Synopsis
Pour Bouda, être "une marque de vélo", c'est le summum de la dévalorisation dans l'échelle sociale. L'expression fait sourire. Seulement, dans le cas de ce jeune danseur de Hip Hop, le sourire est amer : à 30 ans, Bouda est socialement inexistant, un "mort-vivant" selon les mots de son père. Victime de la double peine, cet immigré, arrivé en France à l'âge de quatre mois, est expulsé du territoire français à sa sortie de prison en 1997. Après un bref séjour en Tunisie, son pays d'origine où il n'a aucune attache et où il se sent étranger, il décide de rejoindre clandestinement la cité de Dugny, où il a grandi. Là, il croise la caméra de Jean-Pierre Thorn, qui lui consacre ce documentaire. Il s'agit pour le réalisateur de dresser le portrait de Bouda. Un portrait objectif et sans concession, esquissé au fil de ses témoignages, de ceux de sa famille ou de ses amis, et illustré par de magnifiques séquences dansées.
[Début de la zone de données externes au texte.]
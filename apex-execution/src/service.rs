use crate::{
    error::ExecutionError,
    order::{
        id::{OrderId, OrderIdGenerator, StrategyId},
        Order, OrderFill, OrderUpdate, TimeInForce,
    },
    router::OrderRouter,
};
use apex_instrument::{instrument::Instrument, Side};
use apex_integration::{event_loop::EventLoop, time::Time};
use fnv::{FnvHashMap, FnvHashSet};
use parking_lot::Mutex;
use std::{
    any::Any,
    collections::VecDeque,
    sync::{Arc, Weak},
};
use tracing::{debug, warn};

/// How many closed order ids are remembered. A fill or update arriving for one of these is
/// a normal race (eg/ a websocket cancel landing after the REST cancel reply) and is
/// dropped silently.
const RECENT_DEAD_CAPACITY: usize = 4096;

#[derive(Debug, Default)]
struct RecentDead {
    ids: FnvHashSet<OrderId>,
    order: VecDeque<OrderId>,
}

impl RecentDead {
    fn insert(&mut self, id: OrderId) {
        if self.ids.insert(id.clone()) {
            self.order.push_back(id);
            while self.order.len() > RECENT_DEAD_CAPACITY {
                if let Some(evicted) = self.order.pop_front() {
                    self.ids.remove(&evicted);
                }
            }
        }
    }

    fn contains(&self, id: &OrderId) -> bool {
        self.ids.contains(id)
    }
}

/// Process-wide registry of every order created by the strategy.
///
/// Allocates order ids, tracks live orders by id so that asynchronous venue responses can
/// be routed back, and remembers recently closed ids so late messages for them can be
/// ignored without noise.
pub struct OrderService {
    evloop: Arc<dyn EventLoop>,
    generator: OrderIdGenerator,
    orders: Mutex<FnvHashMap<OrderId, Arc<Order>>>,
    dead: Mutex<RecentDead>,
}

impl std::fmt::Debug for OrderService {
    fn fmt(&self, f: &mut std::fmt::Formatter<'_>) -> std::fmt::Result {
        f.debug_struct("OrderService")
            .field("live_orders", &self.orders.lock().len())
            .finish()
    }
}

impl OrderService {
    pub fn new(evloop: Arc<dyn EventLoop>, startup_time: Time) -> Arc<Self> {
        Arc::new(Self {
            evloop,
            generator: OrderIdGenerator::new(startup_time),
            orders: Mutex::new(FnvHashMap::default()),
            dead: Mutex::new(RecentDead::default()),
        })
    }

    /// Create a new order, registering it for inbound routing until it closes.
    pub fn create(
        self: &Arc<Self>,
        router: Arc<dyn OrderRouter>,
        instrument: Instrument,
        side: Side,
        size: f64,
        price: f64,
        tif: TimeInForce,
        strategy_id: &StrategyId,
        user_data: Option<Box<dyn Any + Send>>,
    ) -> Result<Arc<Order>, ExecutionError> {
        let order_id = self.generator.next(strategy_id)?;

        let order = Order::new(
            Arc::clone(&self.evloop),
            router,
            instrument,
            side,
            size,
            price,
            tif,
            order_id.clone(),
            user_data,
        );

        // drop the registry entry once the order closes; keep only a weak handle so the
        // listener cannot keep either side alive
        let service = Arc::downgrade(self);
        let handle: Weak<Order> = Arc::downgrade(&order);
        order.subscribe_events(move |event| {
            if !event.flags.is_state_change() {
                return;
            }
            let (Some(service), Some(order)) = (service.upgrade(), handle.upgrade()) else {
                return;
            };
            if order.is_closed() {
                let removed = service.orders.lock().remove(order.order_id());
                if removed.is_some() {
                    service.dead.lock().insert(order.order_id().clone());
                }
            }
        });

        self.orders.lock().insert(order_id, Arc::clone(&order));
        Ok(order)
    }

    pub fn find_order(&self, order_id: &str) -> Option<Arc<Order>> {
        self.orders.lock().get(&OrderId::new(order_id)).cloned()
    }

    pub fn live_order_count(&self) -> usize {
        self.orders.lock().len()
    }

    /// Route an inbound fill to its order by id.
    pub fn route_fill_to_order(&self, order_id: &str, fill: OrderFill) {
        // the lookup clones the Arc so the registry lock is not held across listener
        // callbacks, which may themselves remove the order
        match self.find_order(order_id) {
            Some(order) => order.apply_fill(fill),
            None => {
                if self.dead.lock().contains(&OrderId::new(order_id)) {
                    debug!(order_id, "dropping order-fill for recently closed order");
                } else {
                    warn!(order_id, "dropping order-fill, no order found with id");
                }
            }
        }
    }

    /// Route an inbound state update to its order by id.
    pub fn route_update_to_order(&self, order_id: &str, update: &OrderUpdate) {
        match self.find_order(order_id) {
            Some(order) => order.apply_update(update),
            None => {
                if self.dead.lock().contains(&OrderId::new(order_id)) {
                    debug!(order_id, "dropping order-update for recently closed order");
                } else {
                    warn!(order_id, "dropping order-update, no order found with id");
                }
            }
        }
    }
}
use super::{build_preamble, serialise_top, serialise_trade, TickbinMeta};
use crate::{
    error::DataError,
    subscription::{StreamInfo, TickFileBucket},
    tick::{TickTop, TickTrade},
};
use apex_integration::time::Time;
use std::{
    fs::{File, OpenOptions},
    io::Write,
    path::{Path, PathBuf},
};
use tracing::info;

/// Appends tickbin records to a per-day capture file, creating the preamble when the file is
/// first created.
#[derive(Debug)]
pub struct TickbinWriter {
    path: PathBuf,
    file: File,
}

impl TickbinWriter {
    pub fn new(
        dir: &Path,
        filename: &str,
        bucket: TickFileBucket,
        stream: &StreamInfo,
        collect_meta: serde_json::Value,
    ) -> Result<Self, DataError> {
        let path = dir.join(filename);

        if !path.exists() {
            std::fs::create_dir_all(dir)?;

            let meta = TickbinMeta {
                exchange: stream.instrument.exchange.as_str().to_string(),
                channel: stream.channel.as_channel_str().to_string(),
                symbol: stream.instrument.native_symbol.to_string(),
                instrument_id: stream.instrument.id.to_string(),
                bucket: bucket.to_string(),
                collect_meta,
            };

            let preamble = build_preamble(&meta)?;
            info!(path = %path.display(), "creating tickbin file");
            let mut file = File::create(&path)?;
            file.write_all(&preamble)?;
        }

        let file = OpenOptions::new().append(true).open(&path)?;
        Ok(Self { path, file })
    }

    pub fn path(&self) -> &Path {
        &self.path
    }

    pub fn write_trade(&mut self, capture_time: Time, tick: &TickTrade) -> Result<(), DataError> {
        let record = serialise_trade(capture_time, tick);
        self.file.write_all(&record)?;
        Ok(())
    }

    pub fn write_top(&mut self, capture_time: Time, tick: &TickTop) -> Result<(), DataError> {
        let record = serialise_top(capture_time, tick);
        self.file.write_all(&record)?;
        Ok(())
    }

    pub fn flush(&mut self) -> Result<(), DataError> {
        self.file.flush()?;
        Ok(())
    }
}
Car Bouda est de cette génération qui a connu le lancement du mouvement Hip Hop en France, au début des années 80. À peine âgé de treize ans, Bouda est à l'époque un danseur réputé, mi-prodige, mi-mascotte. Le portrait individuel croise alors le destin collectif de toute une génération de jeunes de banlieue. Une génération qui avait trouvé dans le "break dance" et les "graffs" un moyen d'exprimer son malaise autant que son esprit créatif. Une génération malheureusement prise dans le carcan social des cités, et qui déchanta rapidement ; à l'image de Bouda qui, à 19 ans, tombe dans la spirale de la toxicomanie et se retrouve en prison. Une génération, enfin, à laquelle le film de Jean-Pierre Thorn redonne la parole, à un moment où les jeunes du "neuf trois" sont réduits au silence par les lourds clichés qui recouvrent la vérité des banlieues. On n'est pas des marques de vélo cherche donc à en finir avec ces clichés, tout en construisant un plaidoyer intelligent et émouvant contre l'absurdité de la double peine. Tout le mérite du réalisateur est d'avoir su trouver le ton juste pour atteindre son objectif, en évitant la revendication agressive comme l'angélisme misérabiliste. Le portrait de Bouda résonne alors comme le portrait de la jeunesse elle-même : bouillonnante et révoltée, empêtrée dans ses illusions, ses déceptions et finalement ses erreurs. Sauf qu'il est une jeunesse à laquelle la société pardonne moins lesdites erreurs...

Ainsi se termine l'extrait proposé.